Mehdi Hatamian honored with ECE Alumni Impact Award

Hatamian’s work promises to revolutionize healthcare with affordable, quick, and easy cancer screenings.
ECE Interim Chair Jeff Fessler (L) presents Mehdi Hatamian with the ECE Alumni Impact Award. Photo: Silvia Cardarelli

Mehdi Hatamian (MSE PhD EE ‘78 ‘82) envisions a future where everyone can do a monthly at-home screening for multiple cancers, including the four most common cancers in the world. His company, 2Pi-Sigma Corporation, is developing a $50 rapid home-test that uses the same technology as the familiar COVID-19 rapid tests most of us have used.

For this important work, as well as his past accomplishments, Mehdi Hatamian received the 2024 Electrical and Computer Engineering (ECE) Impact Award. This award is the highest recognition granted by ECE to its alumni. In 2008, he received the ECE Alumni Merit Award. 

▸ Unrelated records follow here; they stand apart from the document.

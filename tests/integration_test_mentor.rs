mod common;

use axum::http::StatusCode;
use chrono::{DateTime, Duration, Utc};
use common::{body_json, full_week, TestApp};
use konnect_backend::domain::ports::CancelOutcome;
use serde_json::json;
use sqlx::Row;
use std::sync::atomic::Ordering;

fn tomorrow_at(hour: u32) -> DateTime<Utc> {
    (Utc::now() + Duration::days(1))
        .date_naive()
        .and_hms_opt(hour, 0, 0)
        .unwrap()
        .and_utc()
}

/// Books and pays for a slot; returns the reservation id.
async fn setup_paid_booking(app: &TestApp, mentor: &str, mentee: &str) -> String {
    let res = app
        .post(
            "/api/v1/programs",
            mentor,
            json!({
                "title": "Career Coaching",
                "description": "Resume and interviews",
                "price": 50000,
                "duration_min": 60,
                "available_schedule": full_week("09:00", "18:00"),
            }),
        )
        .await;
    let program_id = body_json(res).await["id"].as_str().unwrap().to_string();

    let res = app
        .post(
            "/api/v1/reservations",
            mentee,
            json!({
                "program_id": program_id,
                "start_time": tomorrow_at(10).to_rfc3339(),
                "end_time": tomorrow_at(11).to_rfc3339(),
                "phone": "010-0000-0000",
                "email": "mentee@example.com",
                "message": "please review my resume",
            }),
        )
        .await;
    let body = body_json(res).await;
    let reservation_id = body["reservation_id"].as_str().unwrap().to_string();
    let order_id = body["order_id"].as_str().unwrap().to_string();

    let res = app
        .post(
            "/api/v1/payments/verify",
            mentee,
            json!({ "order_id": order_id, "price": 50000, "payment_key": "pk_paid" }),
        )
        .await;
    assert_eq!(res.status(), StatusCode::OK);

    reservation_id
}

async fn decide(app: &TestApp, mentor: &str, reservation_id: &str, approved: bool) -> axum::response::Response {
    app.post(
        &format!("/api/v1/reservations/{}/decision", reservation_id),
        mentor,
        json!({ "approved": approved, "reason": if approved { None } else { Some("Schedule conflict") } }),
    )
    .await
}

async fn reservation_row(app: &TestApp, id: &str) -> (String, Option<String>) {
    let row = sqlx::query("SELECT status, reason FROM reservations WHERE id = ?")
        .bind(id)
        .fetch_one(&app.pool)
        .await
        .unwrap();
    (row.get("status"), row.get("reason"))
}

#[tokio::test]
async fn test_mentor_approval_moves_reservation_to_progress() {
    let app = TestApp::new().await;
    let reservation_id = setup_paid_booking(&app, "mentor-1", "mentee-1").await;

    let res = decide(&app, "mentor-1", &reservation_id, true).await;
    assert_eq!(res.status(), StatusCode::OK);
    assert_eq!(body_json(res).await["status"], "approved");

    let (status, _) = reservation_row(&app, &reservation_id).await;
    assert_eq!(status, "PROGRESS");
}

#[tokio::test]
async fn test_mentor_rejection_refunds_the_mentee() {
    let app = TestApp::new().await;
    let reservation_id = setup_paid_booking(&app, "mentor-1", "mentee-1").await;

    let res = decide(&app, "mentor-1", &reservation_id, false).await;
    assert_eq!(res.status(), StatusCode::OK);
    assert_eq!(body_json(res).await["status"], "rejected");

    let (status, reason) = reservation_row(&app, &reservation_id).await;
    assert_eq!(status, "CANCELLED");
    assert_eq!(reason.as_deref(), Some("Schedule conflict"));

    let pay_status: String = sqlx::query("SELECT status FROM payments WHERE reservation_id = ?")
        .bind(&reservation_id)
        .fetch_one(&app.pool)
        .await
        .unwrap()
        .get("status");
    assert_eq!(pay_status, "REFUNDED");
    assert_eq!(app.gateway.cancel_calls.load(Ordering::SeqCst), 1);
}

#[tokio::test]
async fn test_rejection_aborts_when_gateway_refuses_refund() {
    let app = TestApp::new().await;
    let reservation_id = setup_paid_booking(&app, "mentor-1", "mentee-1").await;

    app.gateway.push_cancel(CancelOutcome::Rejected {
        code: "NOT_CANCELABLE".to_string(),
        message: "settlement already ran".to_string(),
    });

    let res = decide(&app, "mentor-1", &reservation_id, false).await;
    assert_eq!(res.status(), StatusCode::BAD_REQUEST);

    // The booking stays paid and decidable.
    let (status, _) = reservation_row(&app, &reservation_id).await;
    assert_eq!(status, "CONFIRMED");
}

#[tokio::test]
async fn test_only_the_owning_mentor_may_decide() {
    let app = TestApp::new().await;
    let reservation_id = setup_paid_booking(&app, "mentor-1", "mentee-1").await;

    let res = decide(&app, "mentor-2", &reservation_id, true).await;
    assert_eq!(res.status(), StatusCode::FORBIDDEN);

    let (status, _) = reservation_row(&app, &reservation_id).await;
    assert_eq!(status, "CONFIRMED");
}

#[tokio::test]
async fn test_unpaid_reservation_cannot_be_decided() {
    let app = TestApp::new().await;
    let res = app
        .post(
            "/api/v1/programs",
            "mentor-1",
            json!({
                "title": "Career Coaching",
                "description": "Resume and interviews",
                "price": 50000,
                "duration_min": 60,
                "available_schedule": full_week("09:00", "18:00"),
            }),
        )
        .await;
    let program_id = body_json(res).await["id"].as_str().unwrap().to_string();

    let res = app
        .post(
            "/api/v1/reservations",
            "mentee-1",
            json!({
                "program_id": program_id,
                "start_time": tomorrow_at(10).to_rfc3339(),
                "end_time": tomorrow_at(11).to_rfc3339(),
                "phone": "010-0000-0000",
                "email": "mentee@example.com",
                "message": "hi",
            }),
        )
        .await;
    let reservation_id = body_json(res).await["reservation_id"].as_str().unwrap().to_string();

    // Still PENDING, nothing to decide on.
    let res = decide(&app, "mentor-1", &reservation_id, true).await;
    assert_eq!(res.status(), StatusCode::CONFLICT);
}

#[tokio::test]
async fn test_decision_is_not_repeatable() {
    let app = TestApp::new().await;
    let reservation_id = setup_paid_booking(&app, "mentor-1", "mentee-1").await;

    let res = decide(&app, "mentor-1", &reservation_id, true).await;
    assert_eq!(res.status(), StatusCode::OK);

    let res = decide(&app, "mentor-1", &reservation_id, false).await;
    assert_eq!(res.status(), StatusCode::CONFLICT);

    let (status, _) = reservation_row(&app, &reservation_id).await;
    assert_eq!(status, "PROGRESS");
}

In his award lecture, “Cancer Screening For All – An Electrical Engineer’s Approach,” he talked about the inspiration for this project and his process in developing it.

Hatamian had a unique approach to his presentation, joking, “The good news is that I have 300 slides. The better news is that I’m not going to use them. I have never prepared for a talk, except for my thesis defense here at U of M, because when I prepare, I always screw it up. So I just do it on the fly.”

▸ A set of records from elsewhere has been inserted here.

use chrono::{DateTime, Utc};
use rand::{distributions::Alphanumeric, Rng};
use serde::{Deserialize, Serialize};
use sqlx::FromRow;
use uuid::Uuid;

#[derive(Debug, Clone, Copy, PartialEq, Eq)]
pub enum PaymentStatus {
    Pending,
    Completed,
    Refunded,
}

impl PaymentStatus {
    pub fn as_str(&self) -> &'static str {
        match self {
            PaymentStatus::Pending => "PENDING",
            PaymentStatus::Completed => "COMPLETED",
            PaymentStatus::Refunded => "REFUNDED",
        }
    }

    pub fn parse(s: &str) -> Option<Self> {
        match s {
            "PENDING" => Some(PaymentStatus::Pending),
            "COMPLETED" => Some(PaymentStatus::Completed),
            "REFUNDED" => Some(PaymentStatus::Refunded),
            _ => None,
        }
    }
}

#[derive(Debug, Serialize, Deserialize, FromRow, Clone)]
pub struct Payment {
    pub id: String,
    /// Locally generated, unique; the correlation key towards the gateway.
    pub order_id: String,
    pub price: i64,
    pub title: String,
    pub payment_key: Option<String>,
    pub paid_at: Option<DateTime<Utc>>,
    pub receipt_url: Option<String>,
    pub status: String,
    pub user_id: String,
    pub reservation_id: String,
    pub created_at: DateTime<Utc>,
}

impl Payment {
    pub fn new(reservation_id: String, user_id: String, price: i64, title: String) -> Self {
        Self {
            id: Uuid::new_v4().to_string(),
            order_id: generate_order_id(),
            price,
            title,
            payment_key: None,
            paid_at: None,
            receipt_url: None,
            status: PaymentStatus::Pending.as_str().to_string(),
            user_id,
            reservation_id,
            created_at: Utc::now(),
        }
    }

    pub fn status(&self) -> Option<PaymentStatus> {
        PaymentStatus::parse(&self.status)
    }
}

fn generate_order_id() -> String {
    let suffix: String = rand::thread_rng()
        .sample_iter(&Alphanumeric)
        .take(9)
        .map(char::from)
        .collect();
    format!("MENTOR_{}_{}", Utc::now().timestamp_millis(), suffix)
}

/// A payment joined with the reservation/program columns the
/// reconciliation engine needs in one load.
#[derive(Debug, FromRow, Clone)]
pub struct PaymentContext {
    pub id: String,
    pub order_id: String,
    pub price: i64,
    pub title: String,
    pub payment_key: Option<String>,
    pub receipt_url: Option<String>,
    pub status: String,
    pub user_id: String,
    pub reservation_id: String,
    pub reservation_status: String,
    pub program_id: String,
    pub mentor_user_id: String,
}

impl PaymentContext {
    pub fn payment_status(&self) -> Option<PaymentStatus> {
        PaymentStatus::parse(&self.status)
    }

    pub fn reservation_status(&self) -> Option<crate::domain::models::reservation::ReservationStatus> {
        crate::domain::models::reservation::ReservationStatus::parse(&self.reservation_status)
    }
}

In lieu of a prepared and timed slide presentation, Hatamian addressed the lecture attendees in a conversational manner, encouraging critical and difficult questions. Over the course of his career, he worked at NASA, Bell Labs, Silicon Design Experts Inc., and Broadcom, where he became the Chief Scientist of Central Engineering. He is an IEEE Life Fellow and a member of the National Academy of Engineering.

While Hatamian’s career in integrated circuit design and signal processing was taking off, he was also nurturing a passion to learn about and try to prevent cancer.

Hatamian’s interest in cancer biology was sparked by personal tragedy: he lost both his sister and his father to cancer. He also saw how early detection saved another sister’s life, allowing her to survive cancer twice and live cancer-free today. He began investing in cancer companies, started learning from biologists and biochemists, and ultimately, decided that he would leave his job at Broadcom to develop technology for early cancer detection.

“Everyone thought I was crazy—I had the dream job at what is now a near trillion-dollar company and I quit to follow this passion. But I thought I owed it to myself to try this; otherwise, I would be sorry. And I couldn’t be any happier about that decision today,” Hatamian said.

He founded 2Pi-Sigma Corporation with his own funds because he wanted to have evidence that his ambitious goal had potential for an effective, reliable, and affordable screening technology.

“The goal that was set from the very first day the company was created was a $50 cancer screening cartridge, a home test that you can do every month from a fingerstick to monitor yourself for the onset of cancer as early as possible,” Hatamian said, “This is a nearly impossible goal. For that reason, I didn’t look for investors for the first five years. I did not want them to have doubts.”

Building this trust with investors has been especially important—and especially difficult—for 2Pi-Sigma Corporation due to the highly publicized rise and fall of the biomedical company Theranos from 2003–2018. Hatamian has been extremely careful in the way that he talks about his product, its development, and its potential. The company has been operating in “stealth mode” since its founding in 2016, without even a website landing page to advertise the product.

2Pi-Sigma Corporation started its screening with the four most common cancers—lung, breast, prostate, and colon—because they make up over 50% of cancer cases worldwide and early diagnosis greatly improves the outcomes for patients with these cancers. Their current assay, run in the laboratory, correctly identifies 92.2% of positive cases and 95.6% of negative cases.

“For these cancers, these numbers are actually great, and we’re trying to make them even better,” Hatamian said. “If we can really achieve this in a cartridge, I think it’ll be phenomenal.”

A man stands at a podium and presents a slide titled, "Performance of our UCD1 antibody-antigen pair" with a scatter plot on it.
Mehdi Hatamian presents on the 2Pi-Sigma Corporation assay technology. Photo: Silvia Cardarelli

Hatamian’s research has demonstrated the test’s promise in detecting cancer at any stage, from I–IV, in humans. At the first sign of a positive result, a patient would need to pursue further testing at a hospital or clinic to diagnose the type of cancer and assess treatment options.

The project will be collecting data for a couple more years before they hope to get their cartridge test into FDA trials. So far, it has resulted in an IP portfolio of 58 patents. In the meantime, Hatamian stays connected to his electrical engineering roots by building signal processing systems and designing phased array antenna circuits for 5 and 6 GHz bands.

“That’s kind of like a little hobby,” he said. “I try not to stay away from the circuit stuff, since that is one of the elements of my happiness.”